Evaluation and application of chemical decrosslinking in the context of histopathological spatial proteomics

Laser capture microdissection (LCM) - based spatial mass spectrometry proteomics is a rapidly emerging technique with strong potential for use in formalin-fixed, paraffin-embedded (FFPE) tissues. Several sample-preparation methods have been developed to decrosslink FFPE proteins for spatial proteomics; however, residual crosslinks often remain, and depth can remain impaired relative to fresh frozen tissue samples. To increase proteome coverage in spatially resolved LCM-FFPE samples, we investigated a panel of chemical compounds with the potential to catalyze the decrosslinking of nucleophilic functional groups on proteins. Systematic screening and optimization of temperature, incubation time, and reagent concentration led to the identification of 3,4-diaminobenzoic acid as an effective agent for improving proteome coverage in FFPE pancreatic tissue.
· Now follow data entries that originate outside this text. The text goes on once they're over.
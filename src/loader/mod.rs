//! Module loading boundary
//!
//! This module defines the trait-based stand-in for "dynamically import an example file":
//! - [`ModuleLoader`] turns a discovered file into a loaded [`Module`] or a [`LoadError`]
//! - [`Module`] exposes named [`EntryPoint`]s
//! - [`EntryPoint`] is the zero-argument callable the harness invokes
//!
//! The shipped loader is [`ScriptRuntime`], which drives an external interpreter. Other loaders (in-process
//! registries, mocks in tests) plug in through the same traits.
//!
//! Modules are shared through `Rc`: the harness is single-threaded and a loader may hand the same module out
//! more than once (see the namespace cache in [`ScriptRuntime`]).

pub mod script;

use std::error::Error;
use std::path::PathBuf;
use std::rc::Rc;

use thiserror::Error;

pub use script::{ScriptModule, ScriptRuntime};

/// Everything a loader needs to know about one discovered example file.
#[derive(Debug, Clone, PartialEq, Eq)]
pub struct LoadRequest {
    /// Absolute Examples Root
    pub root: PathBuf,
    /// Category directory name
    pub category: String,
    /// Literal file name, extension included
    pub file_name: String,
    /// `root/category/file_name`
    pub path: PathBuf,
    /// `<category>.<stem>`
    pub qualified_name: String,
}

/// Errors raised while loading an example module.
///
/// These never abort collection: the discovery step stores them in the example's entry and they surface as
/// that example's own failure at execution time.
#[derive(Debug, Error)]
pub enum LoadError {
    #[error("could not start `{program}`: {source}")]
    Spawn {
        program: String,
        #[source]
        source: std::io::Error,
    },

    #[error("loading `{module}` exited with {}\n{stderr}", exit_label(.code))]
    Failed {
        module: String,
        code: Option<i32>,
        stderr: String,
    },

    #[error("loader output for `{module}` is not valid UTF-8")]
    Output { module: String },

    #[error("{0}")]
    Custom(String),
}

/// Errors raised by an entry point call.
///
/// The example's own output (traceback, panic message) is carried verbatim so the underlying bug stays
/// diagnosable from the report alone.
#[derive(Debug, Error)]
pub enum EntryPointError {
    #[error("could not start `{program}`: {source}")]
    Spawn {
        program: String,
        #[source]
        source: std::io::Error,
    },

    #[error("exited with {}\n{stderr}", exit_label(.code))]
    Failed {
        code: Option<i32>,
        stdout: String,
        stderr: String,
    },

    #[error(transparent)]
    Custom(Box<dyn Error + Send + Sync>),
}

fn exit_label(code: &Option<i32>) -> String {
    match code {
        Some(code) => format!("status {code}"),
        None => "no status (terminated by signal)".to_string(),
    }
}

/// Load discovered example files as modules.
pub trait ModuleLoader {
    /// Load the module described by `request`.
    ///
    /// Implementations must report every failure (syntax errors, missing dependencies, errors raised while
    /// the module body runs) as a [`LoadError`] value rather than panicking.
    fn load(&self, request: &LoadRequest) -> Result<Rc<dyn Module>, LoadError>;
}

/// A successfully loaded example module.
pub trait Module {
    /// Fully qualified name the module was loaded under.
    fn qualified_name(&self) -> &str;

    /// Look up a truthy attribute by name, returning it as a callable entry point.
    fn entry_point(&self, name: &str) -> Option<Box<dyn EntryPoint + '_>>;
}

/// A zero-argument callable exposed by a [`Module`].
pub trait EntryPoint {
    /// Call the entry point once. No return value is expected.
    fn call(&self) -> Result<(), EntryPointError>;
}

#[cfg(test)]
mod tests {
    use super::*;

    #[test]
    fn test_load_error_failed_keeps_stderr() {
        let err = LoadError::Failed {
            module: "basics.broken".into(),
            code: Some(1),
            stderr: "SyntaxError: invalid syntax".into(),
        };
        let msg = err.to_string();
        assert!(msg.contains("basics.broken"));
        assert!(msg.contains("status 1"));
        assert!(msg.contains("SyntaxError: invalid syntax"));
    }

    #[test]
    fn test_entry_point_error_signal_label() {
        let err = EntryPointError::Failed {
            code: None,
            stdout: String::new(),
            stderr: String::new(),
        };
        assert!(err.to_string().contains("terminated by signal"));
    }

    #[test]
    fn test_entry_point_error_custom_is_transparent() {
        let err = EntryPointError::Custom("boom".into());
        assert_eq!(err.to_string(), "boom");
    }
}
This compound could boost precursor identifications by more than 10% at both reduced (70 {degrees}C) and high (90 {degrees}C) temperatures. Application of this chemical-decrosslinking strategy to a pancreatic ductal adenocarcinoma tissue section enabled the identification of numerous cell-type-enriched proteins with clinical and therapeutic relevance. Taken together, our findings show that chemical decrosslinking can increase proteome coverage in FFPE tissues, thereby advancing our understanding of tissue microenvironments in physiological and pathological contexts.